Entre Bernanos et Gibeau

    François Thibaux exce

François Thibaux.

lle dans un recueil de nouvelles hallucinées et sublimes.

Avec Les rois barbares, il a fait fort, François Thibaux. Très fort. Pas étonnant pour cet écrivain, qui réside aujourd’hui près de Soissons, loué par la critique, et s’est vu attribuer le prix Paul-Léautaud pour Notre-Dame des Ombres 1997 (le Cherche Midi), et le prix Joseph-Delteil 2000 pour Le Guerrier Nu (Denoël). On sera fasciné, puis on adorera la première nouvelle, «Gel», un texte magistralement poétique et brutal, baroque, qui balance entre les horreurs de la société capitaliste d’aujourd’hui et les hautes froidures du Moyen Âge. Comment résister à celui qui écrit cette phrase: «De chaque côté de la croix, dos à dos et les traits dévorés par la mousse, le Christ amputé d’un bras et le saint évêque faiseur de miracles témoignent d’une civilisation engloutie.» C’est la phrase d’un grand prosateur; elle convoque les hallucinations de Bernanos et les mélancolies de Gibeau.

Cimetières militaires

Il y en a d’autres, comme cette déclaration d’amour fou à la belle Florence Valsery, la jeune couturière dont rien, «pas même mes cigarettes et ma bière à dix degrés», ne délivre le narrateur: «Quand je pense à elle, de l’aurore au crépuscule et de la nuit à l’aube, je tremble. Mes jambes flageolent chaque fois que je la croise ou que je l’aperçois de dos le long des chemins, très loin, avec sa peau très blanche qui donne envie de mordre, ses cheveux noirs au chignon relâché sur la nuque, en pantalon trop large et souliers plats.» C’est superbe.

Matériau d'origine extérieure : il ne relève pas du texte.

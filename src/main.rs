use clap::Parser;
use std::io;
use std::path::{Path, PathBuf};
use std::sync::Arc;

use passcheck::api;
use passcheck::cli::Args;
use passcheck::core::analyzer::PasswordAnalyzer;
use passcheck::core::breach::BreachChecker;
use passcheck::core::config::Config;
use passcheck::core::dictionary::Dictionary;
use passcheck::core::rate_limit::RateLimiter;

#[tokio::main]
async fn main() -> Result<(), io::Error> {
    // Load environment variables
    if Path::new(".env").exists() {
        dotenvy::dotenv().ok();
    }

    let args = Args::parse();
    let mut config = Config::load();

    if let Some(port) = args.port {
        config.web_port = port;
    }
    if let Some(bind) = args.bind.clone() {
        config.web_address = bind;
    }
    if !args.dictionaries.is_empty() {
        config.dictionary_paths = args.dictionaries.iter().map(PathBuf::from).collect();
    }

    env_logger::Builder::new()
        .filter_level(config.log_level)
        .format_timestamp_secs()
        .format_target(true)
        .init();

    log::info!("🔒 Starting PassCheck - Password Security Analyzer");

    // Dictionary is loaded once, before the server accepts traffic, and
    // stays read-only afterwards.
    let mut dictionary = Dictionary::new();
    dictionary.load_files(&config.dictionary_paths);
    log::info!("Dictionary ready with {} entries", dictionary.len());

    let breach_checker = if args.no_breach_check {
        log::warn!("Breach checking disabled, all lookups will report no signal");
        BreachChecker::disabled()
    } else {
        BreachChecker::new(&config.breach_api_url, config.breach_timeout)
    };

    let analyzer = PasswordAnalyzer::new(Arc::new(dictionary), breach_checker);

    let limiter = Arc::new(RateLimiter::new(
        config.rate_limit_max_requests,
        config.rate_limit_window_seconds,
    ));

    // Sweep idle rate-limiter entries every 5 minutes so the client map
    // stays bounded.
    {
        let limiter = Arc::clone(&limiter);
        tokio::spawn(async move {
            let mut interval = tokio::time::interval(tokio::time::Duration::from_secs(300));
            loop {
                interval.tick().await;
                limiter.sweep();
            }
        });
    }

    let result = api::start_server(config, analyzer, limiter).await;
    if let Err(ref e) = result {
        log::error!("API server failed: {}", e);
    }
    result
}
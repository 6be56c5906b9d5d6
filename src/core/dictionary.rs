// src/core/dictionary.rs
use std::collections::HashSet;
use std::path::Path;

/// In-memory set of known-common passwords.
///
/// Built once at startup from wordlist files and shared read-only behind an
/// `Arc` afterwards. Membership checks are case-insensitive.
#[derive(Debug, Default)]
pub struct Dictionary {
    words: HashSet<String>,
}

impl Dictionary {
    pub fn new() -> Self {
        Self::default()
    }

    /// Load one or more wordlist files into the set.
    ///
    /// Missing files are skipped, not an error. Loading is additive: calling
    /// this again only grows the set. Files are decoded best-effort so a
    /// stray non-UTF8 byte never aborts the load.
    pub fn load_files<P: AsRef<Path>>(&mut self, paths: &[P]) {
        for path in paths {
            let path = path.as_ref();
            if !path.exists() {
                log::warn!("Dictionary file not found, skipping: {}", path.display());
                continue;
            }

            let raw = match std::fs::read(path) {
                Ok(bytes) => bytes,
                Err(e) => {
                    log::warn!("Failed to read dictionary file {}: {}", path.display(), e);
                    continue;
                }
            };

            let mut added = 0usize;
            for line in String::from_utf8_lossy(&raw).lines() {
                let pwd = line.trim().to_lowercase();
                if !pwd.is_empty() && self.words.insert(pwd) {
                    added += 1;
                }
            }
            log::info!("Loaded {} passwords from {}", added, path.display());
        }
    }

    /// Case-insensitive membership test.
    pub fn is_common(&self, password: &str) -> bool {
        self.words.contains(&password.to_lowercase())
    }

    pub fn len(&self) -> usize {
        self.words.len()
    }

    pub fn is_empty(&self) -> bool {
        self.words.is_empty()
    }
}

#[cfg(test)]
mod tests {
    use super::*;
    use std::io::Write;

    #[test]
    fn test_common_password_detection() {
        let mut file = tempfile::NamedTempFile::new().unwrap();
        writeln!(file, "password\nadmin").unwrap();

        let mut dict = Dictionary::new();
        dict.load_files(&[file.path()]);

        assert!(dict.is_common("password"));
        assert!(dict.is_common("Admin"));
        assert!(!dict.is_common("xA9$Lp!2"));
    }

    #[test]
    fn test_missing_file_is_skipped() {
        let mut dict = Dictionary::new();
        dict.load_files(&["/nonexistent/wordlist.txt"]);
        assert!(dict.is_empty());
    }

    #[test]
    fn test_loading_is_additive_and_idempotent() {
        let mut first = tempfile::NamedTempFile::new().unwrap();
        writeln!(first, "alpha").unwrap();
        let mut second = tempfile::NamedTempFile::new().unwrap();
        writeln!(second, "beta").unwrap();

        let mut dict = Dictionary::new();
        dict.load_files(&[first.path()]);
        dict.load_files(&[second.path()]);
        dict.load_files(&[first.path()]);

        assert_eq!(dict.len(), 2);
        assert!(dict.is_common("alpha"));
        assert!(dict.is_common("beta"));
    }

    #[test]
    fn test_blank_lines_and_whitespace_ignored() {
        let mut file = tempfile::NamedTempFile::new().unwrap();
        writeln!(file, "  hunter2  \n\n   \nLETMEIN").unwrap();

        let mut dict = Dictionary::new();
        dict.load_files(&[file.path()]);

        assert_eq!(dict.len(), 2);
        assert!(dict.is_common("hunter2"));
        assert!(dict.is_common("letmein"));
    }

    #[test]
    fn test_invalid_utf8_does_not_abort_load() {
        let mut file = tempfile::NamedTempFile::new().unwrap();
        file.write_all(b"good\n\xff\xfe\nother\n").unwrap();

        let mut dict = Dictionary::new();
        dict.load_files(&[file.path()]);

        assert!(dict.is_common("good"));
        assert!(dict.is_common("other"));
    }
}
// src/models.rs
use serde::{Deserialize, Serialize};
use utoipa::ToSchema;

/// Qualitative strength verdict.
#[derive(Debug, Clone, Copy, PartialEq, Eq, Serialize, Deserialize, ToSchema)]
pub enum Strength {
    Strong,
    Moderate,
    Weak,
}

/// Complete verdict for one analyzed password. Immutable once constructed.
#[derive(Debug, Clone, Serialize, Deserialize, ToSchema)]
pub struct AnalysisResult {
    /// Overall score, clamped to 0-100
    pub score: i64,
    /// Estimated entropy in bits
    pub entropy: f64,
    /// Qualitative strength label
    pub strength: Strength,
    /// Detected issues, deduplicated
    pub issues: Vec<String>,
    /// Times the password appeared in known breaches (0 when not found or
    /// the provider was unavailable)
    pub breach_count: u64,
}
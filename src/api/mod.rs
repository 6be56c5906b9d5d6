// src/api/mod.rs
use actix_cors::Cors;
use actix_web::{web, App, HttpServer};
use std::sync::Arc;
use utoipa::OpenApi;
use utoipa_redoc::{Redoc, Servable};
use utoipa_swagger_ui::SwaggerUi;

use crate::core::analyzer::PasswordAnalyzer;
use crate::core::config::Config;
use crate::core::rate_limit::RateLimiter;

// This will hold our API documentation
#[derive(OpenApi)]
#[openapi(
    paths(
        crate::api::handlers::analyze::analyze_password,
        crate::api::handlers::system::health,
        crate::api::handlers::system::get_status
    ),
    components(
        schemas(
            crate::api::types::AnalyzeRequest,
            crate::api::types::AnalysisResponse,
            crate::api::types::HealthResponse,
            crate::api::types::SystemStatusResponse,
            crate::api::types::ErrorResponse,
            crate::models::Strength,
            crate::models::AnalysisResult
        )
    ),
    tags(
        (name = "Analysis", description = "Password strength analysis endpoints"),
        (name = "System", description = "Health and service status endpoints")
    ),
    info(
        title = "PassCheck API",
        version = "0.1.0",
        description = "Password Security Analyzer API",
        license(name = "MIT")
    )
)]
struct ApiDoc;

pub async fn start_server(
    config: Config,
    analyzer: PasswordAnalyzer,
    limiter: Arc<RateLimiter>,
) -> std::io::Result<()> {
    log::info!(
        "Starting PassCheck API server on {}:{}",
        config.web_address,
        config.web_port
    );

    let analyzer_data = web::Data::new(analyzer);
    let limiter_data = web::Data::from(limiter);
    let cors_origin = config.cors_origin.clone();

    HttpServer::new(move || {
        // Configure CORS
        let cors = match &cors_origin {
            Some(origin) => Cors::default()
                .allowed_origin(origin)
                .supports_credentials(),
            None => Cors::default().allow_any_origin(),
        }
        .allowed_methods(vec!["GET", "POST"])
        .allowed_headers(vec!["Content-Type", "Accept", "X-Requested-With"])
        .max_age(3600);

        App::new()
            .wrap(cors)
            .app_data(analyzer_data.clone())
            .app_data(limiter_data.clone())
            // Add Swagger UI
            .service(
                SwaggerUi::new("/swagger-ui/{_:.*}")
                    .url("/api-docs/openapi.json", ApiDoc::openapi()),
            )
            // Add Redoc
            .service(Redoc::with_url("/redoc", ApiDoc::openapi()))
            // Configure regular API routes
            .configure(routes::configure_routes)
    })
    .bind((config.web_address.as_str(), config.web_port))?
    .run()
    .await
}

pub mod error;
pub mod handlers;
pub mod middleware;
pub mod routes;
pub mod types;
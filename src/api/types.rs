// src/api/types.rs
use serde::{Deserialize, Serialize};
use utoipa::ToSchema;

use crate::models::Strength;

/// Boundary limits on analyzable passwords.
pub const MIN_PASSWORD_LENGTH: usize = 1;
pub const MAX_PASSWORD_LENGTH: usize = 128;

#[derive(Serialize, Deserialize, ToSchema)]
pub struct AnalyzeRequest {
    /// Password to analyze (1-128 characters)
    pub password: String,
}

#[derive(Serialize, Deserialize, ToSchema)]
pub struct AnalysisResponse {
    /// Overall score, clamped to 0-100
    pub score: i64,
    /// Estimated entropy in bits
    pub entropy: f64,
    /// Strength label: Strong, Moderate or Weak
    pub strength: Strength,
    /// Detected issues
    pub issues: Vec<String>,
    /// Times found in known breaches (0 when not found or unknown)
    pub breach_count: u64,
}

impl From<crate::models::AnalysisResult> for AnalysisResponse {
    fn from(result: crate::models::AnalysisResult) -> Self {
        Self {
            score: result.score,
            entropy: result.entropy,
            strength: result.strength,
            issues: result.issues,
            breach_count: result.breach_count,
        }
    }
}

#[derive(Serialize, Deserialize, ToSchema)]
pub struct HealthResponse {
    /// Service liveness indicator
    pub status: String,
}

#[derive(Serialize, Deserialize, ToSchema)]
pub struct SystemStatusResponse {
    /// Number of entries in the common-password dictionary
    pub dictionary_size: usize,
    /// Client identities currently tracked by the rate limiter
    pub rate_limited_clients: usize,
    /// Maximum requests per window per client
    pub rate_limit_max_requests: usize,
    /// Sliding window length in seconds
    pub rate_limit_window_seconds: u64,
}

#[derive(Serialize, Deserialize, ToSchema)]
pub struct ErrorResponse {
    /// Always false
    pub success: bool,
    /// Human-readable error description
    pub error: String,
}
// src/core/mod.rs
pub mod analyzer;
pub mod breach;
pub mod config;
pub mod dictionary;
pub mod entropy;
pub mod patterns;
pub mod rate_limit;
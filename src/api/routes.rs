// src/api/routes.rs
use actix_web::web;

use super::handlers;
use super::middleware::rate_limit::RateLimit;

pub fn configure_routes(cfg: &mut web::ServiceConfig) {
    // Health probe
    cfg.route("/", web::get().to(handlers::system::health));

    // Password analysis (rate limited per client IP)
    cfg.service(
        web::scope("/analyze-password")
            .wrap(RateLimit)
            .route("", web::post().to(handlers::analyze::analyze_password)),
    );

    // Service status
    cfg.service(
        web::scope("/system").route("/status", web::get().to(handlers::system::get_status)),
    );
}
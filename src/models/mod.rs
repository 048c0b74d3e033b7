pub mod track;
pub mod upload_token;
pub mod winner;

pub mod pagination;
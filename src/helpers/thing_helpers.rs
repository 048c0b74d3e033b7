use surrealdb::sql::Thing;

/// Accepts both bare ids and "table:id" forms, returning the id part.
pub fn parse_id_part(id: &str) -> &str {
    if let Some(id_part) = id.split(':').nth(1) {
        id_part
    } else {
        id
    }
}

pub fn create_track_thing(track_id: &str) -> Thing {
    let clean_id = parse_id_part(track_id);
    Thing::from(("track".to_string(), clean_id.to_string()))
}

pub fn create_token_thing(token_id: &str) -> Thing {
    let clean_id = parse_id_part(token_id);
    Thing::from(("upload_token".to_string(), clean_id.to_string()))
}
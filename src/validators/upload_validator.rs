use lazy_regex::regex_is_match;

use crate::error::{Error, Result};
use crate::services::upload_service::UploadRequest;

const MAX_TEXT_LEN: usize = 200;

pub fn validate_email(field: &str, value: &str) -> Result<()> {
    if !regex_is_match!(r"^[^@\s]+@[^@\s]+\.[^@\s]+$", value) {
        return Err(Error::InvalidField {
            field: field.to_string(),
            reason: "not a valid email address".to_string(),
        });
    }
    Ok(())
}

pub struct UploadValidator;

impl UploadValidator {
    /// Shape checks only; no store access. Token matching, extension
    /// allow-lists and duplicate handling happen downstream.
    pub fn validate(request: &UploadRequest) -> Result<()> {
        validate_email("owner_email", &request.owner_email)?;
        require_text("secret", &request.secret)?;
        require_text("artist", &request.artist)?;
        require_text("title", &request.title)?;
        require_text("genre", &request.genre)?;

        let audio = request.audio.as_ref().ok_or_else(|| Error::MissingField {
            field: "audio".to_string(),
        })?;
        if audio.bytes.is_empty() {
            return Err(Error::InvalidField {
                field: "audio".to_string(),
                reason: "empty payload".to_string(),
            });
        }

        if let Some(artwork) = &request.artwork {
            if artwork.bytes.is_empty() {
                return Err(Error::InvalidField {
                    field: "artwork".to_string(),
                    reason: "empty payload".to_string(),
                });
            }
        }

        Ok(())
    }
}

fn require_text(field: &str, value: &str) -> Result<()> {
    if value.trim().is_empty() {
        return Err(Error::MissingField {
            field: field.to_string(),
        });
    }
    if value.len() > MAX_TEXT_LEN {
        return Err(Error::InvalidField {
            field: field.to_string(),
            reason: format!("longer than {} characters", MAX_TEXT_LEN),
        });
    }
    Ok(())
}
use std::net::SocketAddr;

use axum::{
    body::Body,
    extract::{ConnectInfo, State},
    http::{Request, StatusCode},
    middleware::Next,
    response::Response,
};

use crate::AppState;

/// Per-IP rate limiting for the public surface: a generous per-minute
/// ceiling that only stalls heavy vote/play spammers.
///
/// Counting rides on the moka cache's TTL: each request inserts a uniquely
/// keyed marker and the live markers per prefix are the window count.
pub async fn rate_limit_middleware(
    State(app_state): State<AppState>,
    ConnectInfo(addr): ConnectInfo<SocketAddr>,
    req: Request<Body>,
    next: Next,
) -> Result<Response, StatusCode> {
    let identifier = format!("ip:{}", addr.ip());
    let request_id = uuid::Uuid::new_v4();

    const MAX_REQUESTS_PER_MINUTE: usize = 150;

    let minute_key = format!("rl:min:{}:{}", identifier, request_id);
    app_state.rate_limit_cache.insert(minute_key, ()).await;

    let minute_prefix = format!("rl:min:{}:", identifier);
    let minute_reqs = app_state
        .rate_limit_cache
        .iter()
        .filter(|(key, _)| key.starts_with(&minute_prefix))
        .count();

    if minute_reqs > MAX_REQUESTS_PER_MINUTE {
        return Err(StatusCode::TOO_MANY_REQUESTS);
    }

    Ok(next.run(req).await)
}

Un peu plus loin, il nous dit aussi les étangs souillés par les détritus des pêcheurs du dimanche et des jeunes couples gavés de pizzas «buvant au goulot leur bière chaude ou tirant sur leurs joints jusqu’à tomber à la renverse au milieu des roseaux tandis que leurs marmots jouent et rient sur les berges, non loin du cimetière militaire parsemé de stèle musulmanes ou juives et que longent, sur la route nationale, les camions de betteraves lancées à tombeau ouvert sans se soucier des bêtes qu’ils écrasent». Les cimetières militaires parsèment – constellent? – ces textes puissants. Pas de doute possible, nous sommes dans l’Aisne, le plus beau département de France, certainement près de Soissons. Il faut un regard neuf – celui de Pascal Lainé de La Dentellière -pour ressentir la beauté tragique de ces terres ingrates où il faut beaucoup de courage pour ne pas se jeter dans les étangs ou se perdre à jamais dans les brumes axonaises, les veines gonflées par les cachets blancs et rouges du joyeux Tranxène. Un peu plus loin encore, il y a la rivière qui charrie des bouteilles en plastique et des capotes anglaises, déchets de notre beau capitalisme triomphant et répugnant, puis des cadavres de moineaux desséchés dans l’église. Qui n’a pas vu, un jour, un de ces cadavres de moineaux desséchés dans une des églises, près de la Vesle, ne connaît rien de la vie. Bon Dieu que c’est fort, cher Thibaux. Et ces hérons qui meurent les pattes prises dans l’eau d’un étang gelé. Ça, c’est digne de Maupassant sous LSD. Toutes les autres nouvelles sont du même cru. Oui, il a fait très fort, François Thibaux.

PHILIPPE LACOCHE

Les rois barbares, François Thibaux; postface Vincent Guillier; éd. du Labyrinthe; 186 p.; 15 €.